Start of DATASET ENTRIES

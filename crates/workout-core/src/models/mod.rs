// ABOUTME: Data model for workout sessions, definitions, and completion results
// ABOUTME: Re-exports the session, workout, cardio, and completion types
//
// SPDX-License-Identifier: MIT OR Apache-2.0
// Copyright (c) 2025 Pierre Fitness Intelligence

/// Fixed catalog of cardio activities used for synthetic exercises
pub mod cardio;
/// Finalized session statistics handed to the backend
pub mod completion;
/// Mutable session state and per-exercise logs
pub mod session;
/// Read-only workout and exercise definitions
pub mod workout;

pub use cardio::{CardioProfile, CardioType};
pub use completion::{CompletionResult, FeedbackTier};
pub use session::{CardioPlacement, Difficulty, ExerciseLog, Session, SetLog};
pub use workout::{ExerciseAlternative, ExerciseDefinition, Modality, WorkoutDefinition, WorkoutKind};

End of DATASET ENTRIES
Start of DATASET ENTRIES

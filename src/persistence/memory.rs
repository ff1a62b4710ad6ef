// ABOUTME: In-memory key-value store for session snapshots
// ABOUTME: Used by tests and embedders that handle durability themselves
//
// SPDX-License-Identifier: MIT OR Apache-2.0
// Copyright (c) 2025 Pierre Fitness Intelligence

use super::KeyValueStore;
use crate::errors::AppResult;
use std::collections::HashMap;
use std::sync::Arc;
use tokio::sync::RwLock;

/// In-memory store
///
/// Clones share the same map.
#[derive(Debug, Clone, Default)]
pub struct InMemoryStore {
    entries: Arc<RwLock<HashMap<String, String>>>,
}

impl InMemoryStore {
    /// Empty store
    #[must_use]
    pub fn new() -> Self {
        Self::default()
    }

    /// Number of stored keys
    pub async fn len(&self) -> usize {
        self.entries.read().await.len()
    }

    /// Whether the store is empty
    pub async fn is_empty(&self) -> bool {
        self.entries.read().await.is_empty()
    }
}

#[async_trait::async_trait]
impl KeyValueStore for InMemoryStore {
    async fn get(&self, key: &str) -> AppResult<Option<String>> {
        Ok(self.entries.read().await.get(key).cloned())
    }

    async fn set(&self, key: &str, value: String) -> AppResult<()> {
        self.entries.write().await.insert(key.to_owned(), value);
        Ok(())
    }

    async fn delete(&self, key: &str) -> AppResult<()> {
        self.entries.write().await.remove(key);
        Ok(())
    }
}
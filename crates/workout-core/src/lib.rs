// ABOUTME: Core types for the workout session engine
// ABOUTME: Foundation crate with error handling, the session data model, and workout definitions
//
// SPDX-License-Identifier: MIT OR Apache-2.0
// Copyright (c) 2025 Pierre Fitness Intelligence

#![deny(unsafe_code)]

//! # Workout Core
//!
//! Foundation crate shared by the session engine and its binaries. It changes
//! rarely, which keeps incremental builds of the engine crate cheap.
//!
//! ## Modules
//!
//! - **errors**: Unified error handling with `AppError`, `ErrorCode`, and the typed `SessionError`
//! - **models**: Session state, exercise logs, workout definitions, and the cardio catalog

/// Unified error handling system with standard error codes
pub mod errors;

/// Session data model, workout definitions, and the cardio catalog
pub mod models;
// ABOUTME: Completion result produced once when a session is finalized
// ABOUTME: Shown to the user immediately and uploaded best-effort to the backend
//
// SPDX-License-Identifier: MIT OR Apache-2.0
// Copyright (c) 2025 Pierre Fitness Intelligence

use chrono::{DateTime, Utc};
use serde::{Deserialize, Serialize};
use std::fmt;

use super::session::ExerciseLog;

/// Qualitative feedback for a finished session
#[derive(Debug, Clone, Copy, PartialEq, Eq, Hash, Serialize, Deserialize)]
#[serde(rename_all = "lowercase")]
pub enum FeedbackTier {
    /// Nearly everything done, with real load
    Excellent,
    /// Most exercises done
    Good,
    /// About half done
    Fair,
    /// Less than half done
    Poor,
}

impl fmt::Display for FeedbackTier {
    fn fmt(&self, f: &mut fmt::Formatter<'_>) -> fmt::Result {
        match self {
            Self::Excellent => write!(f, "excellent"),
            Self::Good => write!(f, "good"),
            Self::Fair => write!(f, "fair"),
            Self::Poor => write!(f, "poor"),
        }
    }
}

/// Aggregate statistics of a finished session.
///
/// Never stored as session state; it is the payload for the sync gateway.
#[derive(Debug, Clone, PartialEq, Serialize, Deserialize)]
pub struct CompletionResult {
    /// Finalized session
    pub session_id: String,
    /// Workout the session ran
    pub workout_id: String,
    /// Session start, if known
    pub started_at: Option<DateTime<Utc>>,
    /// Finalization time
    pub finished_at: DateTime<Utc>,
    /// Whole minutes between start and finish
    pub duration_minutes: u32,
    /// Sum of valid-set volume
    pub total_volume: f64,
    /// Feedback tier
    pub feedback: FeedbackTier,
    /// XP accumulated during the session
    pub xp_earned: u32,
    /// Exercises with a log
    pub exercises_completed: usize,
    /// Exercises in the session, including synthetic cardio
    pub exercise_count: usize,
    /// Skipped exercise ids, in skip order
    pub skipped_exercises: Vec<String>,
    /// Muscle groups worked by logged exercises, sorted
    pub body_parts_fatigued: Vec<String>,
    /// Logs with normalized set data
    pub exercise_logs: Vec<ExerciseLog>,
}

End of DATASET ENTRIES

### WORK TO BE COMPLETED
Among the entries above, find the line with "pub struct InMemoryStore" and the line with "self.entries.read().await.len()"; give again exactly these two lines and all lines between them.

### WRITTEN SOLUTION
pub struct InMemoryStore {
    entries: Arc<RwLock<HashMap<String, String>>>,
}

impl InMemoryStore {
    /// Empty store
    #[must_use]
    pub fn new() -> Self {
        Self::default()
    }

    /// Number of stored keys
    pub async fn len(&self) -> usize {
        self.entries.read().await.len()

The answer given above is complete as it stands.